At left, Camarillo residents Laura Hrabovsky and her daughter Izzie help paint our Joel McCrea gymnasium during National Painting Week on June 1. Below, Cody Hanks, manager of the Ventura Sherwin-Williams store, and Brandt Schoenbeck, district manager for Sherwin- Williams, offer their time and supplies during the event. The gym has never looked better! [Photos by RICHARD GILLARD/Acorn Newspapers]

CLUB NEWS

FORMER "CLUB KID" IS OUR NEW PROGRAM DIRECTOR

(Thanks to the Camarillo Acorn for this story, originally published on August 10, 2018.)

The frenetic energy generated by 130 or so playing children was almost bursting through the walls of the Boys & Girls Club of Camarillo last week. It takes a certain type of person to handle the noise level, but luckily Carlos Flores, the club’s new director of programs, is well equipped for the challenge.

“I grew up as a ‘club kid’ in Oxnard,” Flores said as he headed to his office, which is off to the side of the club’s recreation room. “I was already kind of used to it.”

Outside his office door, a little boy wearing a T-shirt and missing two front teeth flashed him a grin. Flores smiled back and gave the kid a high-five. Then he closed the door, silencing the nonstop din. As he settled behind his desk, Flores admitted that after he grew up and returned to the nonprofit organization in 2015 as a youth development worker, he’d almost forgotten what it was like inside a busy Boys & Girls Club.

“Yeah, it gets a little loud,” he said. “As a kid, you know, you’re not really paying attention to how loud it is. But once I came back I said, ‘Man, it’s really loud.’ Especially when there are 400 kids here.”

It comes with the territory, said the 26-year-old former window washer, who was promoted to director of programs in April.

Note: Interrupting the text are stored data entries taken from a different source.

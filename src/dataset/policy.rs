use serde::{Deserialize, Serialize};

/// How samples are cut from each region.
///
/// Every random choice the policy enables (jitter, flips) is drawn from the
/// dataset's seeded generator.
#[derive(Debug, Clone, PartialEq, Eq, Serialize, Deserialize)]
pub struct SamplingPolicy {
    /// Edge of the square crop, in pixels of `level`.
    #[serde(default = "default_crop_size")]
    pub crop_size: u32,
    #[serde(default = "default_samples_per_region")]
    pub samples_per_region: u32,
    /// Pyramid level crops are read from.
    #[serde(default)]
    pub level: usize,
    /// Maximum offset of the crop center from the region center, in pixels of `level`.
    #[serde(default)]
    pub jitter: u32,
    #[serde(default)]
    pub flip_horizontal: bool,
    #[serde(default)]
    pub flip_vertical: bool,
    /// Only sample regions carrying one of these labels.
    #[serde(default)]
    pub labels: Option<Vec<String>>,
}

impl Default for SamplingPolicy {
    fn default() -> Self {
        Self {
            crop_size: default_crop_size(),
            samples_per_region: default_samples_per_region(),
            level: 0,
            jitter: 0,
            flip_horizontal: false,
            flip_vertical: false,
            labels: None,
        }
    }
}

impl SamplingPolicy {
    pub fn validate(&self) -> Result<(), String> {
        if self.crop_size == 0 {
            return Err("crop_size must be >= 1".to_string());
        }
        if self.samples_per_region == 0 {
            return Err("samples_per_region must be >= 1".to_string());
        }
        if let Some(labels) = &self.labels {
            if labels.iter().all(|label| label.trim().is_empty()) {
                return Err("labels filter must name at least one label".to_string());
            }
        }
        Ok(())
    }

    pub fn accepts_label(&self, label: &str) -> bool {
        match &self.labels {
            Some(labels) => labels.iter().any(|wanted| wanted.trim() == label),
            None => true,
        }
    }
}

fn default_crop_size() -> u32 {
    64
}

fn default_samples_per_region() -> u32 {
    1
}

#[cfg(test)]
mod tests {
    use super::*;

    #[test]
    fn label_filter_and_validation() {
        let mut policy = SamplingPolicy::default();
        assert!(policy.accepts_label("anything"));
        policy.labels = Some(vec![" tumor ".to_string()]);
        assert!(policy.accepts_label("tumor"));
        assert!(!policy.accepts_label("stroma"));
        policy.validate().unwrap();
        policy.labels = Some(vec![]);
        assert!(policy.validate().is_err());
        policy.labels = None;
        policy.crop_size = 0;
        assert!(policy.validate().is_err());
    }

    #[test]
    fn missing_toml_fields_take_defaults() {
        let policy: SamplingPolicy = toml::from_str("jitter = 4").unwrap();
        assert_eq!(policy.crop_size, 64);
        assert_eq!(policy.samples_per_region, 1);
        assert_eq!(policy.jitter, 4);
    }
}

Summer vacation hadn’t started yet, so the club was jam-packed with more than 400 children, ages 5 to 18, taking part in after-school programs.

The time he spent as a youth development worker at the club— leading kids in games, sports and activities—was good training for his new post. “I really loved it,” Flores said of working as a youth development worker. “I fell in love with the job and just working with the kids in general.”

As program director, Flores still gets to interact with the kids while also overseeing the club’s daily activities, managing a staff of 16 youth development workers and making up the employees’ work schedules, among other duties. “We feel very confident in Carlos taking on this leadership role,” said Roberto Martinez, CEO and president of the Camarillo club. “He really cares about the kids, and his values show in his work ethic and concern for our members.”

Developing activities and programs that are both fun and educational is a littleT:10”easier during the club’s summer day camp, when there’s fewer than half the number of kids inside the center than when school is in session, Flores said. “When there’s fewer kids, we’re able to put them in smaller groups and have more hands-on time with them,” he said. “We’re able to implement things that we don’t normally get to do during the school year when there are so many kids here.”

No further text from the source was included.